For a simple implementation, probably half the size of a word on your machine, so that you can multiply two digits without overflow. So 65536 or 4294967296. Or possibly half the size of the largest integer type, for the same reason but maybe better performance over all.

But I've never actually implemented such a library: if you're using best known algorithms then you won't be doing school-style long multiplication. Karatsuba multiplication (and whatever other clever tricks you use) might benefit from being done in an integer that's more than twice the size of the digits, I really don't know how the performance works out. If so, then you'd be best off using 256 and 32 bit arithmetic, or 65536 and 64 bit arithmetic.

In any case if your representation is binary, then you can pick and choose larger power-of-two bases as convenient for each operation. For instance, you could treat the data as base 2^16 for multiplication, but base 2^32 for addition. It's all the same thing provided you're careful about endian-ness. I'd probably start with base 2^16 (since that forces me to get the endian-ness right to begin with, while 2^8 wouldn't), and see how I get on - as each operation is optimised, part of the optimisation is to identify the best base.

Using a size which isn't a multiple of bytes is a possibility, but then you have to use the same base for everything, because there are unused bits in the storage in specific places according to the base.

Answer 2

The base you use should be a power of 2. Since it looks like you're going to keep track of sign separately, you can use unsigned ints for storing the numbers themselves. You're going to need the ability to multiply 2 pieces/digits/units of these numbers at a time, so the size must be no more than half the word size you've got available. i.e. on x86 an unsigned int is 32 bits, so you'd want your digits to be not more than 16 bits. You may also use "long long" for the intermediate results of products of unsigned ints. Then you're looking at 2^32 for your base. One last thing to consider is that you may want to add sums of products, which will overflow unless you use fewer bits.

If performance is not a major concern, I'd just use base 256 and call it a day. You may want to use typedefs and defined constants so you can later change these parameters easily.

Answer 3

The integers in the tab array should be unsigned. They should be largest possible size (base) that you can multiply and still represent the product. If your compiler/processor supports 64 bit unsigned long long, for example, you might use uint32_t for the array of "digits." If your compiler/processor can only natively produce 32 bit products, you should use uint16_t.

When you sum two arrays you will need to deal with overflow; in assembly this is easy. In C you may opt to use one less bit (31 or 15) to make the overflow detection easier.

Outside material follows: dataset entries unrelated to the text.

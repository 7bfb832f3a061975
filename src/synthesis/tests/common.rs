use crate::entity::{Entity, MOVE_SLOTS};
use crate::reference::ReferenceBackend;
use crate::regen::RegenTemplate;
use crate::services::{
    EncounterGenerator, LegalityChecker, LegalizationResult, SetPipeline, SetTextCodec,
    Suggestions, TemplateConverter,
};
use crate::trainer::TrainerInfo;
use schema::{GameVersion, RecordFormat, Species};

/// The reference backend with individual collaborators scripted to fail or
/// to return fixed data.
///
/// # Example
/// ```
/// let backend = ScriptedBackend::new()
///     .failing_pipeline()
///     .with_encounters(vec![]);
/// ```
#[derive(Debug, Clone, Default)]
pub struct ScriptedBackend {
    inner: ReferenceBackend,
    fail_pipeline: bool,
    fail_conversion: bool,
    rejected_origins: Vec<GameVersion>,
    rejected_formats: Vec<RecordFormat>,
    encounters: Option<Vec<Entity>>,
}

impl ScriptedBackend {
    pub fn new() -> Self {
        Self::default()
    }

    /// `try_convert` always reports a failure.
    pub fn failing_pipeline(mut self) -> Self {
        self.fail_pipeline = true;
        self
    }

    /// `convert` refuses every format change.
    pub fn failing_conversion(mut self) -> Self {
        self.fail_conversion = true;
        self
    }

    /// The validator refuses anything originating from `version`.
    pub fn rejecting_origin(mut self, version: GameVersion) -> Self {
        self.rejected_origins.push(version);
        self
    }

    /// The validator refuses anything stored as `format`.
    pub fn rejecting_format(mut self, format: RecordFormat) -> Self {
        self.rejected_formats.push(format);
        self
    }

    /// The generator yields exactly these encounters.
    pub fn with_encounters(mut self, encounters: Vec<Entity>) -> Self {
        self.encounters = Some(encounters);
        self
    }
}

impl LegalityChecker for ScriptedBackend {
    fn is_valid(&self, entity: &Entity) -> bool {
        let rejected = entity
            .version
            .is_some_and(|version| self.rejected_origins.contains(&version));
        !rejected
            && !self.rejected_formats.contains(&entity.format)
            && self.inner.is_valid(entity)
    }
}

impl TemplateConverter for ScriptedBackend {
    fn convert(&self, entity: &Entity, target: RecordFormat) -> Option<Entity> {
        if self.fail_conversion && entity.format != target {
            return None;
        }
        self.inner.convert(entity, target)
    }
}

impl EncounterGenerator for ScriptedBackend {
    fn generate<'a>(
        &'a self,
        blank: &Entity,
        trainer: &TrainerInfo,
    ) -> Box<dyn Iterator<Item = Entity> + 'a> {
        match &self.encounters {
            Some(encounters) => Box::new(encounters.iter().cloned()),
            None => self.inner.generate(blank, trainer),
        }
    }
}

impl SetPipeline for ScriptedBackend {
    fn apply_set_details(&self, template: &mut Entity, set: &RegenTemplate) {
        self.inner.apply_set_details(template, set);
    }

    fn try_convert(
        &self,
        trainer: &TrainerInfo,
        set: &RegenTemplate,
        template: &Entity,
    ) -> (LegalizationResult, Entity) {
        if self.fail_pipeline {
            return (LegalizationResult::Failed, template.clone());
        }
        let (result, entity) = self.inner.try_convert(trainer, set, template);
        if result == LegalizationResult::Regenerated && !self.is_valid(&entity) {
            return (LegalizationResult::Failed, entity);
        }
        (result, entity)
    }

    fn legalize(&self, trainer: &TrainerInfo, entity: &Entity) -> Entity {
        self.inner.legalize(trainer, entity)
    }
}

impl SetTextCodec for ScriptedBackend {
    fn to_text(&self, entity: &Entity) -> String {
        self.inner.to_text(entity)
    }

    fn parse(&self, text: &str) -> Option<RegenTemplate> {
        self.inner.parse(text)
    }
}

impl Suggestions for ScriptedBackend {
    fn suggested_moves(&self, entity: &Entity) -> [u16; MOVE_SLOTS] {
        self.inner.suggested_moves(entity)
    }

    fn suggested_form_argument(&self, entity: &Entity, origin_species: Species) -> u32 {
        self.inner.suggested_form_argument(entity, origin_species)
    }
}

/// A valid entity built through the reference pipeline.
pub fn legal_entity(trainer: &TrainerInfo, species: Species, form: u8) -> Entity {
    let backend = ReferenceBackend;
    let mut set = RegenTemplate::new(species, trainer.generation);
    set.form = form;
    let mut template = backend.blank(trainer.generation, trainer.game);
    backend.apply_set_details(&mut template, &set);
    let (result, entity) = backend.try_convert(trainer, &set, &template);
    match result {
        LegalizationResult::Regenerated => entity,
        other => panic!(
            "Failed to build legal {} form {}: {:?} {:?}",
            species,
            form,
            other,
            backend.violations(&entity)
        ),
    }
}

/// A blank for the trainer with species and form already resolved.
pub fn working_blank(trainer: &TrainerInfo, species: Species, form: u8) -> Entity {
    let mut blank = Entity::blank(trainer.format());
    blank.species = species;
    blank.form = form;
    blank.version = Some(trainer.game);
    blank.gender = blank.sane_gender();
    blank
}

pub fn sword() -> TrainerInfo {
    TrainerInfo::new(GameVersion::Sword)
}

Also consider endianess, and the effect it and the algorithm will have on cache behavior.

Answer 4

You will be doing the following operation a whole lot:

a*b+c*d...;

Either choose 1/4 the largest word size, or 1/2 the largest word size less a bit or two. That would be either 2^16 or 2^30 for 64 bit systems and 2^8 or 2^14 for 32 bit systems. Use the largest size the compiler supports, not the hardware.

If you choose 2^31 on a 64 bit system, that means you can add 4 products without overflow. If you choose 2^30 then you can add 16 products without overflow. The more you can add without overflow, the larger interim blocks you can use.

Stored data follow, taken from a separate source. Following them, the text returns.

//! Error types for the play queue and playback engine

use crate::entry::EntryId;
use thiserror::Error;

/// Queue transition contract violations
///
/// These indicate a caller bug (an index or entry id that does not exist) and
/// are returned at the call boundary. A rejected transition never changes the
/// queue.
#[derive(Debug, Clone, PartialEq, Eq, Error)]
pub enum QueueError {
    /// Index does not address an entry of the queue
    #[error("Index {index} out of range for queue of length {len}")]
    IndexOutOfRange { index: usize, len: usize },

    /// No entry with this id is queued
    #[error("Queue entry not found: {0}")]
    EntryNotFound(EntryId),
}

/// Failures reported by an audio output
///
/// These never fail a control call; the engine reports them as
/// [`crate::PlaybackEvent::Error`] and stops playback.
#[derive(Debug, Clone, PartialEq, Eq, Error)]
pub enum OutputError {
    #[error("Media error: {0}")]
    Media(String),

    #[error("Playback start rejected: {0}")]
    PlayRejected(String),

    #[error("No media loaded")]
    NotLoaded,
}

/// Control surface errors
#[derive(Debug, Error)]
pub enum PlaybackError {
    /// Invalid queue transition input
    #[error(transparent)]
    Queue(#[from] QueueError),

    /// The engine task has shut down
    #[error("Playback engine is not running")]
    EngineStopped,

    /// Invalid or unreadable configuration
    #[error("Configuration error: {0}")]
    Config(String),
}

/// Result type for playback operations
pub type Result<T> = std::result::Result<T, PlaybackError>;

If you choose 1/4 the word size you will still have a native type so it will be easier to store results back out. You can pretty much ignore overflow too. This will basically make writing code faster and less error prone, and is slightly more memory efficient. I would recommend this unless you like lots of bit manipulation along with your math.

Choosing a larger base will make the big O numbers look better. In practice, while it would probably be faster to have a larger base, it will not be the 4x speed bump that you might hope for.